- Problem to solve: Wherever the string "source" appears in the entries below, return the line that holds it.

- Given data:
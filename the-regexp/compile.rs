use crate::{
  Instr,
  Opts,
  Program,
  RegexpError,
  Result,
};

/// Recursive-descent compiler for the pattern grammar.
pub(crate) struct Parser<'a> {
  text: &'a str,
  pos:  usize,
  opts: Opts,
  /// Set once a terminator has been consumed. Holds the pattern's end.
  end:  Option<usize>,
}

impl<'a> Parser<'a> {
  pub(crate) fn new(text: &'a str, opts: Opts) -> Self {
    Parser {
      text,
      pos: 0,
      opts,
      end: None,
    }
  }

  /// Parses a complete pattern and wraps it as group 0 followed by a match.
  pub(crate) fn parse(&mut self) -> Result<Program> {
    let program = self.alternate(0)?.unwrap_or_default();
    let mut program = program.group();
    program.instrs.push(Instr::Match(self.opts.id));
    Ok(program)
  }

  /// Returns the pattern source and the residual text.
  pub(crate) fn finish(self) -> (&'a str, &'a str) {
    let end = self.end.unwrap_or(self.pos);
    (&self.text[..end], &self.text[self.pos..])
  }

  fn done(&self) -> bool {
    self.end.is_some()
  }

  fn peek(&self) -> Option<char> {
    self.text[self.pos..].chars().next()
  }

  fn next(&mut self) -> Option<char> {
    let ch = self.peek()?;
    self.pos += ch.len_utf8();
    Some(ch)
  }

  fn escape(&mut self) -> char {
    match self.next() {
      None => '\\',
      Some('n') => '\n',
      Some('t') => '\t',
      Some(ch) => ch,
    }
  }

  fn alternate(&mut self, depth: usize) -> Result<Option<Program>> {
    let left = self.concat(depth)?;
    if self.done() || self.peek() != Some('|') {
      return Ok(left);
    }
    let Some(left) = left else {
      return Err(RegexpError::Unexpected('|'));
    };
    self.next();
    let right = self.alternate(depth)?.unwrap_or_default();
    Ok(Some(left.alt(right)))
  }

  fn concat(&mut self, depth: usize) -> Result<Option<Program>> {
    let Some(mut program) = self.repeat(depth)? else {
      return Ok(None);
    };
    while !self.done() {
      match self.repeat(depth)? {
        Some(right) => program = program.cat(right, self.opts.reverse),
        None => break,
      }
    }
    Ok(Some(program))
  }

  fn repeat(&mut self, depth: usize) -> Result<Option<Program>> {
    let Some(mut program) = self.term(depth)? else {
      return Ok(None);
    };
    while let Some(op @ ('*' | '+' | '?')) = self.peek() {
      self.next();
      program = program.repeat(op);
    }
    Ok(Some(program))
  }

  fn term(&mut self, depth: usize) -> Result<Option<Program>> {
    let Some(ch) = self.peek() else {
      self.end = Some(self.pos);
      return Ok(None);
    };
    if ch == '\n' || Some(ch) == self.opts.delimiter {
      self.end = Some(self.pos);
      self.next();
      return Ok(None);
    }
    match ch {
      '|' => return Ok(None),
      ')' if depth > 0 => return Ok(None),
      ')' => return Err(RegexpError::UnopenedGroup),
      '*' | '+' | '?' => return Err(RegexpError::Unexpected(ch)),
      _ => {},
    }
    self.next();
    let rev = self.opts.reverse;
    let program = match ch {
      '\\' => Program::op(Instr::Rune(self.escape())),
      '.' => Program::op(Instr::Any),
      '^' => Program::op(if rev { Instr::Eol } else { Instr::Bol }),
      '$' => Program::op(if rev { Instr::Bol } else { Instr::Eol }),
      '(' => self.group(depth)?,
      '[' => self.charclass()?,
      ch => Program::op(Instr::Rune(ch)),
    };
    Ok(Some(program))
  }

  fn group(&mut self, depth: usize) -> Result<Program> {
    let inner = self.alternate(depth + 1)?;
    if self.done() || self.next() != Some(')') {
      return Err(RegexpError::UnclosedGroup);
    }
    Ok(inner.unwrap_or_default().group())
  }

  fn charclass(&mut self) -> Result<Program> {
    let negated = self.peek() == Some('^');
    if negated {
      self.next();
    }
    let mut ranges = Vec::new();
    let mut pending: Option<char> = None;
    while let Some(ch) = self.next() {
      match ch {
        ']' => {
          ranges.extend(pending.map(|p| (p, p)));
          if ranges.is_empty() {
            return Err(RegexpError::EmptyClass);
          }
          return Ok(Program::class(ranges, negated));
        },
        '-' => {
          let Some(lo) = pending.take() else {
            return Err(RegexpError::BadRange);
          };
          let hi = match self.next() {
            None | Some(']' | '-') => return Err(RegexpError::BadRange),
            Some('\\') => self.escape(),
            Some(hi) => hi,
          };
          if lo >= hi {
            return Err(RegexpError::BadRange);
          }
          ranges.push((lo, hi));
        },
        ch => {
          let lit = if ch == '\\' { self.escape() } else { ch };
          ranges.extend(pending.replace(lit).map(|p| (p, p)));
        },
      }
    }
    Err(RegexpError::UnclosedClass)
  }
}

impl Instr {
  fn shift_save(self, n: usize) -> Instr {
    match self {
      Instr::Save(i) => Instr::Save(i + n),
      instr => instr,
    }
  }

  fn shift_class(self, n: usize) -> Instr {
    match self {
      Instr::Class(i) => Instr::Class(i + n),
      Instr::NClass(i) => Instr::NClass(i + n),
      instr => instr,
    }
  }
}

fn offset(n: usize) -> isize {
  n as isize
}

impl Program {
  fn op(instr: Instr) -> Program {
    Program {
      instrs: vec![instr],
      ..Program::default()
    }
  }

  fn class(ranges: Vec<(char, char)>, negated: bool) -> Program {
    let instr = if negated {
      Instr::NClass(0)
    } else {
      Instr::Class(0)
    };
    Program {
      instrs:  vec![instr],
      ncap:    0,
      classes: vec![ranges],
    }
  }

  /// `self|right`, numbering right's groups after self's.
  fn alt(self, right: Program) -> Program {
    self.branch(&right).cat(right, false)
  }

  /// Wraps self in `fork`/`jmp` so that `right` can be appended as the low
  /// priority branch of an alternation.
  pub(crate) fn branch(self, right: &Program) -> Program {
    let mut instrs = Vec::with_capacity(self.instrs.len() + right.instrs.len() + 2);
    instrs.push(Instr::Fork(offset(self.instrs.len() + 2)));
    instrs.extend(self.instrs);
    instrs.push(Instr::Jmp(offset(right.instrs.len() + 1)));
    Program { instrs, ..self }
  }

  /// Concatenates right after self (before self if reversed). Capture
  /// groups are numbered in source order either way.
  fn cat(self, mut right: Program, rev: bool) -> Program {
    let saves = self.ncap * 2;
    for instr in &mut right.instrs {
      *instr = instr.shift_save(saves);
    }
    let ncap = self.ncap + right.ncap;
    let (left, right) = if rev { (right, self) } else { (self, right) };
    Program {
      ncap,
      ..left.append(right)
    }
  }

  /// Appends right's instructions and classes. Group numbers and the group
  /// count are left untouched.
  pub(crate) fn append(mut self, right: Program) -> Program {
    let classes = self.classes.len();
    self
      .instrs
      .extend(right.instrs.into_iter().map(|instr| instr.shift_class(classes)));
    self.classes.extend(right.classes);
    self
  }

  fn repeat(self, op: char) -> Program {
    let n = self.instrs.len();
    let mut instrs = Vec::with_capacity(n + 2);
    match op {
      '+' => {
        instrs.extend(self.instrs);
        instrs.push(Instr::RFork(-offset(n)));
      },
      '*' => {
        instrs.push(Instr::Fork(offset(n + 2)));
        instrs.extend(self.instrs);
        instrs.push(Instr::RFork(-offset(n)));
      },
      _ => {
        instrs.push(Instr::Fork(offset(n + 1)));
        instrs.extend(self.instrs);
      },
    }
    Program { instrs, ..self }
  }

  /// Wraps self in a capture group numbered 0, shifting its groups up.
  fn group(self) -> Program {
    let mut instrs = Vec::with_capacity(self.instrs.len() + 2);
    instrs.push(Instr::Save(0));
    instrs.extend(self.instrs.into_iter().map(|instr| instr.shift_save(2)));
    instrs.push(Instr::Save(1));
    Program {
      instrs,
      ncap: self.ncap + 1,
      classes: self.classes,
    }
  }
}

- Result for this task:
  /// Returns the pattern source and the residual text.
  /// groups are numbered in source order either way.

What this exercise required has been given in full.